First and Early Schools.— Andrew Steel Stewart taught the first school in Cedar County, in 1841, in what is now the Powell District, in a log house which had been erected that year, and which has been described thus: Eighteen feet square, benches of split boards, no windows, rock fireplace at one end, an entrance, but no door; floor covering one-half of floor space only; no chimney. It was what was termed a subscription school, and lasted three months. There were eighteen scholars, and the price each was one dollar. Only one of the pupils, Thomas B. Graham, is now living. Probably the next school was taught by C. Lindsey, another well-remembered pioneer pedagogue. All of the early schools were similar in character to the one described above. Under the school laws of the State the public school system has developed to its present excellent status.

Sale of School Lands. — The first official act of Cedar County Court relative to school interests, is thus recorded: " It is ordered by the court that the sheriff of the county of Cedar proceed to sell Section 16, in Township 36, Range 27, on the second day of the fall term of the Cedar County Court, which will be holden at the court house on the first Monday after the fourth Monday in September, said sale to be conducted in all respects according to law, said sheriff giving at least sixty days' notice thereof; it appearing to the satisfaction of this court, by a petition this day filed herein by a majority of the* citizens of Cedar Township, praying for the sale of said 16th Section." This was the first order for the sale of school lands.
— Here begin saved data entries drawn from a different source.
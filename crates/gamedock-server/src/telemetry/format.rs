// Copyright (C) 2025 SyncMyOrders Sp. z o.o.
// SPDX-License-Identifier: AGPL-3.0-or-later
//! Log line normalization.
//!
//! Every line leaving a log producer passes through [`format_log_line`]:
//! trailing whitespace is trimmed, ANSI SGR color codes are stripped, and the
//! engine's nanosecond timestamp prefix is compressed to whole seconds with a
//! tab separating it from the message. The function is idempotent on its own
//! output, so re-formatting an already formatted line is harmless.

/// Normalize one raw log line. Returns `None` for lines that reduce to
/// nothing and should be dropped.
pub fn format_log_line(raw: &str) -> Option<String> {
    let stripped = strip_ansi_sgr(raw);
    let trimmed = stripped.trim_end();
    if trimmed.is_empty() {
        return None;
    }
    Some(compress_timestamp(trimmed))
}

/// Remove ANSI SGR sequences (`ESC [ ... m`). Other escape sequences are
/// left alone; game servers only emit color codes in practice.
pub fn strip_ansi_sgr(input: &str) -> String {
    let bytes = input.as_bytes();
    let mut out = Vec::with_capacity(bytes.len());
    let mut i = 0;
    while i < bytes.len() {
        if bytes[i] == 0x1b && i + 1 < bytes.len() && bytes[i + 1] == b'[' {
            // Scan for the terminating 'm'; bail out if the sequence never
            // terminates and keep the bytes verbatim.
            let mut j = i + 2;
            while j < bytes.len() && (bytes[j].is_ascii_digit() || bytes[j] == b';') {
                j += 1;
            }
            if j < bytes.len() && bytes[j] == b'm' {
                i = j + 1;
                continue;
            }
        }
        out.push(bytes[i]);
        i += 1;
    }
    String::from_utf8_lossy(&out).into_owned()
}

/// Compress a leading `YYYY-MM-DDTHH:MM:SS.fracZ ` prefix to
/// `YYYY-MM-DDTHH:MM:SSZ\t`. Lines without the prefix pass through.
fn compress_timestamp(line: &str) -> String {
    let bytes = line.as_bytes();
    // Seconds part: "YYYY-MM-DDTHH:MM:SS" is 19 bytes.
    if bytes.len() < 19 || !is_timestamp_prefix(bytes) {
        return line.to_string();
    }

    let mut pos = 19;
    if pos < bytes.len() && bytes[pos] == b'.' {
        pos += 1;
        let frac_start = pos;
        while pos < bytes.len() && bytes[pos].is_ascii_digit() {
            pos += 1;
        }
        if pos == frac_start {
            return line.to_string();
        }
    }
    if pos >= bytes.len() || bytes[pos] != b'Z' {
        return line.to_string();
    }
    pos += 1;
    if pos >= bytes.len() || bytes[pos] != b' ' {
        return line.to_string();
    }

    format!("{}Z\t{}", &line[..19], &line[pos + 1..])
}

fn is_timestamp_prefix(bytes: &[u8]) -> bool {
    const DIGITS: [usize; 14] = [0, 1, 2, 3, 5, 6, 8, 9, 11, 12, 14, 15, 17, 18];
    DIGITS.iter().all(|&i| bytes[i].is_ascii_digit())
        && bytes[4] == b'-'
        && bytes[7] == b'-'
        && bytes[10] == b'T'
        && bytes[13] == b':'
        && bytes[16] == b':'
}

#[cfg(test)]
mod tests {
    use super::*;

    #[test]
    fn test_plain_line_passthrough() {
        assert_eq!(
            format_log_line("Server started").as_deref(),
            Some("Server started")
        );
    }

    #[test]
    fn test_trailing_whitespace_trimmed() {
        assert_eq!(format_log_line("done  \r").as_deref(), Some("done"));
    }

    #[test]
    fn test_empty_and_whitespace_dropped() {
        assert!(format_log_line("").is_none());
        assert!(format_log_line("   \t ").is_none());
    }

    #[test]
    fn test_timestamp_compressed() {
        let raw = "2025-06-01T10:30:45.123456789Z [INFO] ready";
        assert_eq!(
            format_log_line(raw).as_deref(),
            Some("2025-06-01T10:30:45Z\t[INFO] ready")
        );
    }

    #[test]
    fn test_timestamp_without_fraction_compressed() {
        let raw = "2025-06-01T10:30:45Z ready";
        assert_eq!(
            format_log_line(raw).as_deref(),
            Some("2025-06-01T10:30:45Z\tready")
        );
    }

    #[test]
    fn test_non_timestamp_prefix_untouched() {
        let raw = "2025-06-01 server did a thing";
        assert_eq!(format_log_line(raw).as_deref(), Some(raw));
    }

    #[test]
    fn test_ansi_sgr_stripped() {
        let raw = "\x1b[32mINFO\x1b[0m ready";
        assert_eq!(format_log_line(raw).as_deref(), Some("INFO ready"));
    }

    #[test]
    fn test_unterminated_escape_kept() {
        let raw = "odd \x1b[32";
        assert_eq!(format_log_line(raw).as_deref(), Some("odd \x1b[32"));
    }

    #[test]
    fn test_idempotent_on_own_output() {
        let inputs = [
            "2025-06-01T10:30:45.999Z \x1b[31mERROR\x1b[0m boom  ",
            "2025-06-01T10:30:45Z plain",
            "no timestamp at all",
        ];
        for input in inputs {
            let once = format_log_line(input).unwrap();
            let twice = format_log_line(&once).unwrap();
            assert_eq!(once, twice, "not idempotent for {:?}", input);
        }
    }
}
At the November term, 1847, it was " ordered that the sheriff of Cedar County proceed to sell Section 16 of school township 4, Range 28, Township 26, at the court house door, in the town of Fremont, at the next regular term of the Cedar Circuit Court, after giving sixty days' notice." Other similar orders followed, and May 16, 1848, the sheriff reported that, at a duly authorized and advertised public sale, he had sold school lands, as follows: The southwest one-fourth of the northeast one-fourth Section 16, Township 35. Range 26, to Samuel Caplinger; the southwest one-fourth of the northwest one-fourth of Section 16, Township 35, Range 26, to R. O. Maracle; the northwest one-fourth of the northwest one-fourth of Section 16, Township 35, Range 26, to John I. Hindsley; the northwest one-fourth of the northeast one-fourth of Section 16, Township 35, Range 26, to James Cawthon; and the southwest one-fourth of the northeast one-fourth of Section 16, Township 35, Range 26, and the southwest one-fourth of the northwest one-fourth of Section 16, Township 36, Range 28, to James Mayfield.   This is the first recorded sale of school lands.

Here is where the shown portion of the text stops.